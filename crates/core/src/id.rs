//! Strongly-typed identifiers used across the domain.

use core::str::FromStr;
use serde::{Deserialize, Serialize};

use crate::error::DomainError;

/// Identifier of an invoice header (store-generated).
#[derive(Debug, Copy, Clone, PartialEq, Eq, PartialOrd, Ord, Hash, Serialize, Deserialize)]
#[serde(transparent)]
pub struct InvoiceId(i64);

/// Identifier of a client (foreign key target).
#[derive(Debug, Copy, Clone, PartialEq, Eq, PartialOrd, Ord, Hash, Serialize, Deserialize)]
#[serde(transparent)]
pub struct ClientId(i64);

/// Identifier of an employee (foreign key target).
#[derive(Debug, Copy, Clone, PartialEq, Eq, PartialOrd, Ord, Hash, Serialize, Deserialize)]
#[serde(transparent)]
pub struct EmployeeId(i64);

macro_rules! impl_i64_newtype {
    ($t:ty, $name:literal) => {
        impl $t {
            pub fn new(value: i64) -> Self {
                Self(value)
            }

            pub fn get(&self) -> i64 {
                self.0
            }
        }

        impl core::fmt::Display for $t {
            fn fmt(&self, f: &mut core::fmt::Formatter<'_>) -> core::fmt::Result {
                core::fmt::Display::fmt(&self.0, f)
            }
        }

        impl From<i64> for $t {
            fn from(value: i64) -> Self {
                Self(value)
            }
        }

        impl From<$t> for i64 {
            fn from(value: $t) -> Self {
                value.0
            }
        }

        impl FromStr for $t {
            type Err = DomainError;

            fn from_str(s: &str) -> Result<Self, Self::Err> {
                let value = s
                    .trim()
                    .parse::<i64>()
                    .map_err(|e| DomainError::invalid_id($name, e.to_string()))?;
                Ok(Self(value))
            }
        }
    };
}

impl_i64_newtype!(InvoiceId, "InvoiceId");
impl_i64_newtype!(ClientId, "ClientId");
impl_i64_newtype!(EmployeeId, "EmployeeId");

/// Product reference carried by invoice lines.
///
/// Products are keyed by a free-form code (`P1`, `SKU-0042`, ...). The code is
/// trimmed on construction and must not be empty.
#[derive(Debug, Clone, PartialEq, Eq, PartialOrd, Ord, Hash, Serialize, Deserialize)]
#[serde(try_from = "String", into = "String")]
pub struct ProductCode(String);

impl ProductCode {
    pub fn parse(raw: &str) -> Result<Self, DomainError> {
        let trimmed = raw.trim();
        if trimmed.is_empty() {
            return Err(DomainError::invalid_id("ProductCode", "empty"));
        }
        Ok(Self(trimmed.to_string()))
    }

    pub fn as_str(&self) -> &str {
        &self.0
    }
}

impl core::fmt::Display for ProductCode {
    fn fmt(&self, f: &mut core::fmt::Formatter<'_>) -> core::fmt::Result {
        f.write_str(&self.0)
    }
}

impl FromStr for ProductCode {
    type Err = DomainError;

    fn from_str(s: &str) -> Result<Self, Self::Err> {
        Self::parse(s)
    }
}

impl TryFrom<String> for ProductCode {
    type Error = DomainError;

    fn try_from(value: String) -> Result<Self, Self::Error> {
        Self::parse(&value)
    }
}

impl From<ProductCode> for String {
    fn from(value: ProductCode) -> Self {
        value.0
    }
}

◆ ◆ ◆ ◆ ◆

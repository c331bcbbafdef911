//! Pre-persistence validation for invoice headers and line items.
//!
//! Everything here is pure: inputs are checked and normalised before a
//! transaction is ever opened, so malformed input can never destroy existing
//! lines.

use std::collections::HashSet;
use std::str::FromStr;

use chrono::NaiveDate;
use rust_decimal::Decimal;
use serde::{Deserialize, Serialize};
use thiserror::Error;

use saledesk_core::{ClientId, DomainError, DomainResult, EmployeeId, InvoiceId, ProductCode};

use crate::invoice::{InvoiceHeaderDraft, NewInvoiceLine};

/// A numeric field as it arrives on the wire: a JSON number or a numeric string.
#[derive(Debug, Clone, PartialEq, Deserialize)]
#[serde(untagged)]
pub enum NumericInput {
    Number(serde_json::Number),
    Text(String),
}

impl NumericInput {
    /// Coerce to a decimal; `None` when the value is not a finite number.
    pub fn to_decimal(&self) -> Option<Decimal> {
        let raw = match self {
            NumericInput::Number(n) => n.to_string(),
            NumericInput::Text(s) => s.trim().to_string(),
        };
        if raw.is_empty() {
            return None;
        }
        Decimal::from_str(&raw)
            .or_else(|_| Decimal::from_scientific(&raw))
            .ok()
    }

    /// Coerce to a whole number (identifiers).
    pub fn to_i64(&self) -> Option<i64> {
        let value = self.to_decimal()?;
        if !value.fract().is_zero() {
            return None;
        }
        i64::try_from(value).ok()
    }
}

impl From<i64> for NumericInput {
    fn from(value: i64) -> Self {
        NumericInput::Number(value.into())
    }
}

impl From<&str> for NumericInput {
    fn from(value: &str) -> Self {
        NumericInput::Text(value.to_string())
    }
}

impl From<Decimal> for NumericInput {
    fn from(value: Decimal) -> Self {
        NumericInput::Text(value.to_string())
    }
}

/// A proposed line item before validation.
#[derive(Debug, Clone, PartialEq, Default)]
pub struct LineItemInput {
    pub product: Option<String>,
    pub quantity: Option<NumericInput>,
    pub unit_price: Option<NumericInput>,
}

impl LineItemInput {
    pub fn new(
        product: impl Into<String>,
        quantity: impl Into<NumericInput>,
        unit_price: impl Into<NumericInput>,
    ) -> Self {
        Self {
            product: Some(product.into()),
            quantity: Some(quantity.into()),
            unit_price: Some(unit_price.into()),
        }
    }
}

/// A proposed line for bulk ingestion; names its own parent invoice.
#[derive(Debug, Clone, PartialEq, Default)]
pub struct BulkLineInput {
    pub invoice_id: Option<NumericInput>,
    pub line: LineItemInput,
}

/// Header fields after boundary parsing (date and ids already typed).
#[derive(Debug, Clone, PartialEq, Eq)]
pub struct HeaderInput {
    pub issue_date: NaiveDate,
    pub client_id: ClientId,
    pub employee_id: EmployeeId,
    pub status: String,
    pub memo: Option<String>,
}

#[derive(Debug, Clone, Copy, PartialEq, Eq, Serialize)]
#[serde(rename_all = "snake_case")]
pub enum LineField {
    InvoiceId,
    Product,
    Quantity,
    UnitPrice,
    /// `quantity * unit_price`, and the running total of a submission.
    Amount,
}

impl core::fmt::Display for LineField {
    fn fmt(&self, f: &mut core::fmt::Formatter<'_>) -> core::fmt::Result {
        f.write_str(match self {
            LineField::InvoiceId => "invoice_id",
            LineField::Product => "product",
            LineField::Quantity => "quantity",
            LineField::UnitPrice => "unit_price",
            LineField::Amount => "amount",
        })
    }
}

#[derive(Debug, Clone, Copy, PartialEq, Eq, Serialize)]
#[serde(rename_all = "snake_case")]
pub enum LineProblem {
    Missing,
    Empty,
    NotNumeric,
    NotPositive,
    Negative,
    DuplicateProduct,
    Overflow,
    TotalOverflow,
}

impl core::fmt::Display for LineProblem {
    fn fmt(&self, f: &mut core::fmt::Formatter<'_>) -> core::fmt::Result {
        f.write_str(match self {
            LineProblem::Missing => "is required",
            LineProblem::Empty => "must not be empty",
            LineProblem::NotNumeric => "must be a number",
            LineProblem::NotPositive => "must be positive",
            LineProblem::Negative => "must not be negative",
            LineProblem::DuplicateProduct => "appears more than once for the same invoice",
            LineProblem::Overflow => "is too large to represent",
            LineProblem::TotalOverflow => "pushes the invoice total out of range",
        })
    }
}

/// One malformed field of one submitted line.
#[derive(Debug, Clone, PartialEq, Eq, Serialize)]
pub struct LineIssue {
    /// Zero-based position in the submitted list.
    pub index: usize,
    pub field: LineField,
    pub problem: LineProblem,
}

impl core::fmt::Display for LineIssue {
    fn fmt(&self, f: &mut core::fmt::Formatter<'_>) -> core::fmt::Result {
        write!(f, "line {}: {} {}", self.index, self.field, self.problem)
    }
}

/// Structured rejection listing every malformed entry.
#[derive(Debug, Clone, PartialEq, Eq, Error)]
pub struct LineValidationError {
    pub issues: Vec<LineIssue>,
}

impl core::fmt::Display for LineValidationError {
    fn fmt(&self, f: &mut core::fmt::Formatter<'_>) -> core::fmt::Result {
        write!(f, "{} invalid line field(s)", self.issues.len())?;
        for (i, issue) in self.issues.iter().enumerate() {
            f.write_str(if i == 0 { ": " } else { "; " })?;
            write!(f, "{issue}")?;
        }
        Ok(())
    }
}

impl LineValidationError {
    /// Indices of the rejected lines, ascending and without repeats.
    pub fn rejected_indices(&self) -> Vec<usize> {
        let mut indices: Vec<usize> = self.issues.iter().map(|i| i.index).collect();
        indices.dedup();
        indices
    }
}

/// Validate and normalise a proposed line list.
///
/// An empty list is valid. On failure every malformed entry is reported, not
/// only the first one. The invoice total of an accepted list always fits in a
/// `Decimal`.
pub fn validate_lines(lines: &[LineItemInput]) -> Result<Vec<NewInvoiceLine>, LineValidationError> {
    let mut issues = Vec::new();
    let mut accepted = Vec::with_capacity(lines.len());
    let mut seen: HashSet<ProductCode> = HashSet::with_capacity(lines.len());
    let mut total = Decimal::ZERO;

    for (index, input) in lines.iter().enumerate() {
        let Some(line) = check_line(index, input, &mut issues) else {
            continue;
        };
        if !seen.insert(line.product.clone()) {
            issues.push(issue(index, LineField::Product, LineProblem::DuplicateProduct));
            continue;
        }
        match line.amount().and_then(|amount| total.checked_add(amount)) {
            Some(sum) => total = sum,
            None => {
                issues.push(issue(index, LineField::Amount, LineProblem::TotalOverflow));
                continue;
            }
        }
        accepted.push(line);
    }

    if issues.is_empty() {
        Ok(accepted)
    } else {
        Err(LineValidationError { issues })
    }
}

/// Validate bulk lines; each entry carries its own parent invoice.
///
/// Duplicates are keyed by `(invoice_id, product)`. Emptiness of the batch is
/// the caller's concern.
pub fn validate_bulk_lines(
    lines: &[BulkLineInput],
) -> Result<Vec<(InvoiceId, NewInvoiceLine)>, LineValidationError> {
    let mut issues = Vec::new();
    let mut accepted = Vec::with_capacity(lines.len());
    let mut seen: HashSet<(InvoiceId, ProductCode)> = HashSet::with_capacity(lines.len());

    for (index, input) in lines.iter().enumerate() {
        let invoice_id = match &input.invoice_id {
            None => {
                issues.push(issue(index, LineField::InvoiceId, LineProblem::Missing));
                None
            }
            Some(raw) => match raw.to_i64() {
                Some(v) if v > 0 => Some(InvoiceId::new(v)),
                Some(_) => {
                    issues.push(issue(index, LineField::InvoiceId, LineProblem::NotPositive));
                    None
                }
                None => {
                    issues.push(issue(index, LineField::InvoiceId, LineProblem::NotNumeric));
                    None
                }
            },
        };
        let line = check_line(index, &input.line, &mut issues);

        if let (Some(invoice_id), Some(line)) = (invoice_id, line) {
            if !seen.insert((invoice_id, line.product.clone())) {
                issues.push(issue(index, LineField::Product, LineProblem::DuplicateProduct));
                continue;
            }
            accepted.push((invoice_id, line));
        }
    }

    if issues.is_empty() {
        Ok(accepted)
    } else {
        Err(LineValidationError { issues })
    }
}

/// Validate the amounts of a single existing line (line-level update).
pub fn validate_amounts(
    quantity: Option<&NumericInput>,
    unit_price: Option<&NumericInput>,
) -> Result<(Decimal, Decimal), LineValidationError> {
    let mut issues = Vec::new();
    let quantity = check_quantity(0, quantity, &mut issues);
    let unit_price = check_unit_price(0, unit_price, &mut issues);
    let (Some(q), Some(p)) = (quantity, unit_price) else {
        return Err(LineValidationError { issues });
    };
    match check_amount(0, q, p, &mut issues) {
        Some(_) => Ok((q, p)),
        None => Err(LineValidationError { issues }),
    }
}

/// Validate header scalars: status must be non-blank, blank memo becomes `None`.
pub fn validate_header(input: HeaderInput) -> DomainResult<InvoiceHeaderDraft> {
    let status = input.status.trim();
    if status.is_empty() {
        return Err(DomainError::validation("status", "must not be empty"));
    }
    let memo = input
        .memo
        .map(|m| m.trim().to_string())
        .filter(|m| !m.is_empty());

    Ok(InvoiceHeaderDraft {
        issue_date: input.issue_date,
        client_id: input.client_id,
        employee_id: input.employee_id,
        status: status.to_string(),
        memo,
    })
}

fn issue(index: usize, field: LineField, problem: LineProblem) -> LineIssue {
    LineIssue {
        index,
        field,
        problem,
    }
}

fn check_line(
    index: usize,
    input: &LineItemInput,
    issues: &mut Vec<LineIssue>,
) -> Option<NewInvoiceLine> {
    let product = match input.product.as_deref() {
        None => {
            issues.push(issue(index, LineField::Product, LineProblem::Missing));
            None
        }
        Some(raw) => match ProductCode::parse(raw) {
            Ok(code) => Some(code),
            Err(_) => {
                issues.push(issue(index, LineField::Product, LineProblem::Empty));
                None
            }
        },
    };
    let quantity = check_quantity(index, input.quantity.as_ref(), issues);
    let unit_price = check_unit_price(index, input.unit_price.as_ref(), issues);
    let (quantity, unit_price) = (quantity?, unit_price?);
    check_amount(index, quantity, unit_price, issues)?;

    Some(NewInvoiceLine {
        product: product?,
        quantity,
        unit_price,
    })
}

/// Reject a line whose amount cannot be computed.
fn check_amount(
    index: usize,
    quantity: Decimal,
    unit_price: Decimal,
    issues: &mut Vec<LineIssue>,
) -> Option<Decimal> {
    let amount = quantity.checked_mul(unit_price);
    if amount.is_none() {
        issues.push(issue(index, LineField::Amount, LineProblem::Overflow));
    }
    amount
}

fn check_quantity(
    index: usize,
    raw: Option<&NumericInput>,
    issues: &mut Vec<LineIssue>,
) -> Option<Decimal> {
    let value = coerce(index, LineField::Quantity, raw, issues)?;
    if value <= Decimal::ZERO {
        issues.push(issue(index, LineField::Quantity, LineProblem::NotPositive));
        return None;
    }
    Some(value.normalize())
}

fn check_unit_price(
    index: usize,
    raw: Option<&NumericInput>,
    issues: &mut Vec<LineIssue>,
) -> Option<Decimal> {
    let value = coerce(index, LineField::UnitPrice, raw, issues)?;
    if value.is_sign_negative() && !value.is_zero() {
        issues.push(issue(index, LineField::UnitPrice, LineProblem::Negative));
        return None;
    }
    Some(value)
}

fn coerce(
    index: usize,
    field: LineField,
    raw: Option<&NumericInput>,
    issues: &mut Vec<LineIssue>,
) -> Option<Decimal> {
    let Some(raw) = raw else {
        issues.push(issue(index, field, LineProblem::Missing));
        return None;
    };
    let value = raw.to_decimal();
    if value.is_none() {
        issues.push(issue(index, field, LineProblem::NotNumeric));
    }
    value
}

◆ ◆ ◆ ◆ ◆

Work task — Please copy each line from the material above in which the string "submitted" appears.

Solution to the exercise —
/// One malformed field of one submitted line.
    /// Zero-based position in the submitted list.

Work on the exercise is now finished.